SUPPLIED INFORMATION START

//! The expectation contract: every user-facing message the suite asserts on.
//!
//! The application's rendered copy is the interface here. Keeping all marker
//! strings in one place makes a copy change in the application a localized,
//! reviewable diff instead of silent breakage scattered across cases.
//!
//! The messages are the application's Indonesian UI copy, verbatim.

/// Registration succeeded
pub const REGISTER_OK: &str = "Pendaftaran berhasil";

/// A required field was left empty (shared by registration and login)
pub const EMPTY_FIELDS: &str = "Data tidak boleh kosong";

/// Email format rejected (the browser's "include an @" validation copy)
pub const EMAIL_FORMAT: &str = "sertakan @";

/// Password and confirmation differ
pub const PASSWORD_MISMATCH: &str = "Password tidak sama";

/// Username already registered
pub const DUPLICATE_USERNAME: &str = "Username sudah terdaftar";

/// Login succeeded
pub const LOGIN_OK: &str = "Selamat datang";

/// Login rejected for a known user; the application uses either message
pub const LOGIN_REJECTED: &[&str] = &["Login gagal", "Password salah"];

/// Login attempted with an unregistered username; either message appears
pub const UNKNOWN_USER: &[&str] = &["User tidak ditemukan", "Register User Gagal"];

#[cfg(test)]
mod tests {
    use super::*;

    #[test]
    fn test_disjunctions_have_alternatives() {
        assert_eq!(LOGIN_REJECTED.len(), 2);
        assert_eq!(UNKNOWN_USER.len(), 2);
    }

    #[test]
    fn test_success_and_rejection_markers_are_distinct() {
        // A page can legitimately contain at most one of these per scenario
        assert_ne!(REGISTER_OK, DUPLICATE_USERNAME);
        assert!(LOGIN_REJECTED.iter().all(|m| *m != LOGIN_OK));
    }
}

SUPPLIED INFORMATION END

> _EXERCISE BRIEF_
For the word "Password", find all matching lines in the entries above and copy them out.

> _ANSWER BOX_
/// Password and confirmation differ
pub const PASSWORD_MISMATCH: &str = "Password tidak sama";
pub const LOGIN_REJECTED: &[&str] = &["Login gagal", "Password salah"];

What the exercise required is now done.